### What you will do
Please write out, exactly as given, every line of the entries below up to and including the line with "of the run.".

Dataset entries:
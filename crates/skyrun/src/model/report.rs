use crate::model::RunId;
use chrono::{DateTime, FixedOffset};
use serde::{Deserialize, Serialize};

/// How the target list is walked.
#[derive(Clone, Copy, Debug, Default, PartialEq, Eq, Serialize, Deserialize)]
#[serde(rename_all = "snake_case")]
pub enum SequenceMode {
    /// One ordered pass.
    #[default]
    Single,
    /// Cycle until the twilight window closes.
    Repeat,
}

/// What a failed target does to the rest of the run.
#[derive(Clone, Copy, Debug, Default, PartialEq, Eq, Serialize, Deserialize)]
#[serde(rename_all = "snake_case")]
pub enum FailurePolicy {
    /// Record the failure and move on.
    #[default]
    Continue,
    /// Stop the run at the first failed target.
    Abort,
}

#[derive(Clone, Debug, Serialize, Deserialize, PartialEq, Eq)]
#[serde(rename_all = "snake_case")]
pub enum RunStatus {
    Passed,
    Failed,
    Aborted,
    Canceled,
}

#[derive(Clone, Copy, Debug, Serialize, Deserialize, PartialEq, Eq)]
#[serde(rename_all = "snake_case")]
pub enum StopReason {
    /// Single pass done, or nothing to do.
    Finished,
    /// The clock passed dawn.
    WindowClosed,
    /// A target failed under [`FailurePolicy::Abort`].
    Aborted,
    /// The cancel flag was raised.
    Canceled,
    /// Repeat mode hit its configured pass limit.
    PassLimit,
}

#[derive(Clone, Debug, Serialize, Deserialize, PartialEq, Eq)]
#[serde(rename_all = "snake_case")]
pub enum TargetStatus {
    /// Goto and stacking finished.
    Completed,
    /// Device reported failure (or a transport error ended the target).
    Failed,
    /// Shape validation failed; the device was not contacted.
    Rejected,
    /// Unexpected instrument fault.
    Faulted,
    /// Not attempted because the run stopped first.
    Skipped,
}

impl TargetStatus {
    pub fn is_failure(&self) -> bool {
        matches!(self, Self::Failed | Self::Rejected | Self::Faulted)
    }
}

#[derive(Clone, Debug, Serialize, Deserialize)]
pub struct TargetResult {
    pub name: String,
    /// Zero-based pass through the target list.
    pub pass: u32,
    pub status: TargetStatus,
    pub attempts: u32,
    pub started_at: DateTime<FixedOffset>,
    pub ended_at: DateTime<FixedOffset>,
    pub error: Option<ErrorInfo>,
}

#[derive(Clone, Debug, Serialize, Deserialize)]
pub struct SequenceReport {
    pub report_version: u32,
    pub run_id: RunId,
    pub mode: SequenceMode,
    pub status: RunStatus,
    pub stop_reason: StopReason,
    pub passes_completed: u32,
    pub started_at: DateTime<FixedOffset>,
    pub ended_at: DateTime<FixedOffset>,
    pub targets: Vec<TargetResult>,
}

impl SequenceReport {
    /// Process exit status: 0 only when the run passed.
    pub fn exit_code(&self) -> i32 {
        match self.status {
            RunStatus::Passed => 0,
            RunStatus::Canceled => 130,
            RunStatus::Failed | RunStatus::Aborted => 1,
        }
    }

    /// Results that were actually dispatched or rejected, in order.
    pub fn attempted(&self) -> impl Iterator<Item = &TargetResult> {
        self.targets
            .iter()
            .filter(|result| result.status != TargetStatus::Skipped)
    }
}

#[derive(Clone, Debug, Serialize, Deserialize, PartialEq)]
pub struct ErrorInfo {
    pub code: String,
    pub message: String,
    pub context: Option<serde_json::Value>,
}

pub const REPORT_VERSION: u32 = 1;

### Solution to this problem
filename crates/skyrun/src/model/report.rs
use crate::model::RunId;
use chrono::{DateTime, FixedOffset};
use serde::{Deserialize, Serialize};

/// How the target list is walked.
#[derive(Clone, Copy, Debug, Default, PartialEq, Eq, Serialize, Deserialize)]
#[serde(rename_all = "snake_case")]
pub enum SequenceMode {
    /// One ordered pass.
    #[default]
    Single,
    /// Cycle until the twilight window closes.
    Repeat,
}

/// What a failed target does to the rest of the run.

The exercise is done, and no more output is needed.